Work request: Transcribe, word for word and without additions, each line below from the one containing "let mut relation" through the one containing "if !condition.is_null() =>", both ends included.

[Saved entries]
-*-

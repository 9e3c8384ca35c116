//! Guard evaluation and injection.
//!
//! [`PolicyUtil`] evaluates guards for the current principal and folds them
//! into query arguments: the top-level `where`, relation filters inside
//! `where`, and relation selectors inside `select`/`include`.

use crate::model::{validate, ModelPolicy, PolicyDef, ValidationMode};
use crate::model::policy::GuardContext;
use bastion_core::query::{and, as_where, is_false, is_requested, not};
use bastion_core::{Error, ModelMeta, PolicyOperation, QueryContext, Result};
use serde_json::{json, Map, Value};
use tracing::trace;

/// Guard evaluation bound to one schema, policy and principal.
#[derive(Clone, Copy)]
pub struct PolicyUtil<'a> {
    pub meta: &'a ModelMeta,
    pub policy: &'a PolicyDef,
    pub context: &'a QueryContext,
}

impl<'a> PolicyUtil<'a> {
    pub fn new(meta: &'a ModelMeta, policy: &'a PolicyDef, context: &'a QueryContext) -> Self {
        Self {
            meta,
            policy,
            context,
        }
    }

    fn model_policy(&self, model: &str) -> Option<&'a ModelPolicy> {
        self.policy.policy(model)
    }

    /// Evaluate the guard of `model` for `operation`.
    ///
    /// A missing guard denies, except for `postUpdate` which allows.
    pub fn guard(&self, model: &str, operation: PolicyOperation, pre_value: Option<&Value>) -> Value {
        let value = match self.policy.guard(model, operation) {
            Some(guard) => guard.evaluate(&GuardContext {
                user: self.context,
                pre_value,
            }),
            None => Value::Bool(operation == PolicyOperation::PostUpdate),
        };
        trace!(model, operation = %operation, guard = %value, "evaluated guard");
        value
    }

    /// Whether a non-trivial guard is declared for the operation.
    pub fn has_guard(&self, model: &str, operation: PolicyOperation) -> bool {
        match self.policy.guard(model, operation) {
            Some(guard) => !guard.is_constant(true),
            None => operation != PolicyOperation::PostUpdate,
        }
    }

    /// Fail fast when the guard is statically false.
    pub fn try_reject(&self, model: &str, operation: PolicyOperation) -> Result<()> {
        if is_false(&self.guard(model, operation, None)) {
            return Err(Error::denied(model, operation, None));
        }
        Ok(())
    }

    /// Decide a create from its payload alone, if possible.
    pub fn input_check(&self, model: &str, data: &Value) -> Option<bool> {
        match self.policy.guard(model, PolicyOperation::Create) {
            None => return Some(false),
            Some(guard) if guard.is_constant(true) => return Some(true),
            Some(guard) if guard.is_constant(false) => return Some(false),
            Some(_) => {}
        }
        self.model_policy(model)
            .and_then(|p| p.input_checker())
            .and_then(|check| check(data, self.context))
    }

    pub fn has_validation(&self, model: &str) -> bool {
        self.model_policy(model)
            .and_then(|p| p.validation_schema())
            .is_some()
    }

    /// Validate a payload against the model's schema, if it has one.
    pub fn validate(&self, model: &str, data: &Value, mode: ValidationMode) -> Result<()> {
        match self.model_policy(model).and_then(|p| p.validation_schema()) {
            Some(schema) => validate(self.meta, model, schema, data, mode),
            None => Ok(()),
        }
    }

    /// Whether updates of the model need checks after the mutation.
    pub fn needs_post_update_check(&self, model: &str) -> bool {
        self.has_guard(model, PolicyOperation::PostUpdate) || self.has_validation(model)
    }

    /// Fields to fetch before an update for `postUpdate` guards.
    pub fn pre_value_select(&self, model: &str) -> Option<&'a Value> {
        self.model_policy(model).and_then(|p| p.pre_value_fields())
    }

    /// Fold read guards of related models into the relation filters of `filter`.
    ///
    /// - to-many: `some X` becomes `some AND(X, G)`, `none X` becomes
    ///   `none AND(X, G)` and `every X` becomes `none AND(G, NOT X)`
    /// - to-one: `is X` becomes `is AND(X, G)`, `isNot X` becomes
    ///   `isNot AND(X, G)`, a direct filter `X` becomes `is AND(X, G)`
    pub fn guard_where(&self, model: &str, filter: &Value) -> Value {
        let Value::Object(map) = filter else {
            return filter.clone();
        };
        let mut out = Map::new();
        let mut extra = Vec::new();

        for (key, value) in map {
            if matches!(key.as_str(), "AND" | "OR" | "NOT") {
                let guarded = match value {
                    Value::Array(items) => Value::Array(
                        items.iter().map(|item| self.guard_where(model, item)).collect(),
                    ),
                    other => self.guard_where(model, other),
                };
                out.insert(key.clone(), guarded);
                continue;
            }

            let Some(field) = self.meta.field(model, key).filter(|f| f.is_data_model) else {
                out.insert(key.clone(), value.clone());
                continue;
            };
            let target = field.field_type.as_str();
            let Some(ops) = value.as_object() else {
                out.insert(key.clone(), value.clone());
                continue;
            };
            let guard = self.guard(target, PolicyOperation::Read, None);

            if field.is_array {
                let mut rebuilt = Map::new();
                let mut none_clauses = Vec::new();
                for (op, condition) in ops {
                    let condition = self.guard_where(target, condition);
                    match op.as_str() {
                        "some" => {
                            rebuilt.insert(op.clone(), as_where(and([condition, guard.clone()])));
                        }
                        "none" => none_clauses.push(as_where(and([condition, guard.clone()]))),
                        "every" => {
                            none_clauses.push(as_where(and([guard.clone(), not(condition)])))
                        }
                        _ => {
                            rebuilt.insert(op.clone(), condition);
                        }
                    }
                }
                let mut none_clauses = none_clauses.into_iter();
                if let Some(first) = none_clauses.next() {
                    rebuilt.insert("none".to_string(), first);
                }
                for clause in none_clauses {
                    let mut relation = Map::new();
                    relation.insert(key.clone(), json!({ "none": clause }));
                    extra.push(Value::Object(relation));
                }
                out.insert(key.clone(), Value::Object(rebuilt));
                continue;
            }

            if ops.contains_key("is") || ops.contains_key("isNot") {
                let mut rebuilt = Map::new();
                for (op, condition) in ops {
                    let guarded = match op.as_str() {
                        "is" | "isNot" if !condition.is_null() => as_where(and([
                            self.guard_where(target, condition),
                            guard.clone(),
                        ])),
                        _ => condition.clone(),
                    };
                    rebuilt.insert(op.clone(), guarded);
                }
                out.insert(key.clone(), Value::Object(rebuilt));
            } else {
                let condition = self.guard_where(target, value);
                out.insert(
                    key.clone(),
                    json!({ "is": as_where(and([condition, guard])) }),
                );
            }
        }

        if extra.is_empty() {
            Value::Object(out)
        } else {
            and(std::iter::once(Value::Object(out)).chain(extra))
        }
    }

    /// Inject read guards into the arguments of a read.
    ///
    /// # Returns
    ///
    /// The guarded arguments, or `None` when the model is statically unreadable.
    pub fn inject_for_read(&self, model: &str, args: &Value) -> Option<Value> {
        let guard = self.guard(model, PolicyOperation::Read, None);
        if is_false(&guard) {
            return None;
        }
        let mut out = args.as_object().cloned().unwrap_or_default();
        let filter = out.get("where").cloned().unwrap_or_else(|| json!({}));
        out.insert(
            "where".to_string(),
            as_where(and([self.guard_where(model, &filter), guard])),
        );
        self.inject_selection(model, &mut out);
        Some(Value::Object(out))
    }

    /// Guard the relation selectors of a `select`/`include`-carrying object.
    fn inject_selection(&self, model: &str, args: &mut Map<String, Value>) {
        for key in ["select", "include"] {
            let Some(Value::Object(selection)) = args.get(key).cloned() else {
                continue;
            };
            let mut rebuilt = Map::new();
            for (name, spec) in selection {
                if name == "_count" {
                    rebuilt.insert(name, self.guard_count(model, &spec));
                    continue;
                }
                let Some(field) = self.meta.field(model, &name).filter(|f| f.is_data_model) else {
                    rebuilt.insert(name, spec);
                    continue;
                };
                if !is_requested(&spec) {
                    rebuilt.insert(name, spec);
                    continue;
                }
                let target = field.field_type.as_str();
                let mut sub = spec.as_object().cloned().unwrap_or_default();
                if field.is_array {
                    let guard = self.guard(target, PolicyOperation::Read, None);
                    let filter = sub.get("where").cloned().unwrap_or_else(|| json!({}));
                    sub.insert(
                        "where".to_string(),
                        as_where(and([self.guard_where(target, &filter), guard])),
                    );
                } else if let Some(Value::Object(select)) = sub.get_mut("select") {
                    // ids are needed to verify the related row afterwards
                    for id in self.meta.id_fields(target) {
                        select.insert(id.name.clone(), Value::Bool(true));
                    }
                }
                self.inject_selection(target, &mut sub);
                rebuilt.insert(name, Value::Object(sub));
            }
            args.insert(key.to_string(), Value::Object(rebuilt));
        }
    }

    /// Guard the relations counted by a `_count` selector.
    fn guard_count(&self, model: &str, spec: &Value) -> Value {
        let requested: Vec<(String, Value)> = match spec.get("select").and_then(Value::as_object) {
            Some(select) => select.iter().map(|(k, v)| (k.clone(), v.clone())).collect(),
            None if is_requested(spec) => self
                .meta
                .model(model)
                .map(|m| {
                    m.fields
                        .values()
                        .filter(|f| f.is_to_many())
                        .map(|f| (f.name.clone(), Value::Bool(true)))
                        .collect()
                })
                .unwrap_or_default(),
            None => return spec.clone(),
        };

        let mut select = Map::new();
        for (name, options) in requested {
            let Some(field) = self.meta.field(model, &name).filter(|f| f.is_to_many()) else {
                select.insert(name, options);
                continue;
            };
            if !is_requested(&options) {
                continue;
            }
            let guard = self.guard(&field.field_type, PolicyOperation::Read, None);
            let filter = options.get("where").cloned().unwrap_or_else(|| json!({}));
            let filter = as_where(and([self.guard_where(&field.field_type, &filter), guard]));
            select.insert(name, json!({ "where": filter }));
        }
        json!({ "select": select })
    }
}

-*-

Reply:
                    let mut relation = Map::new();
                    relation.insert(key.clone(), json!({ "none": clause }));
                    extra.push(Value::Object(relation));
                }
                out.insert(key.clone(), Value::Object(rebuilt));
                continue;
            }

            if ops.contains_key("is") || ops.contains_key("isNot") {
                let mut rebuilt = Map::new();
                for (op, condition) in ops {
                    let guarded = match op.as_str() {
                        "is" | "isNot" if !condition.is_null() => as_where(and([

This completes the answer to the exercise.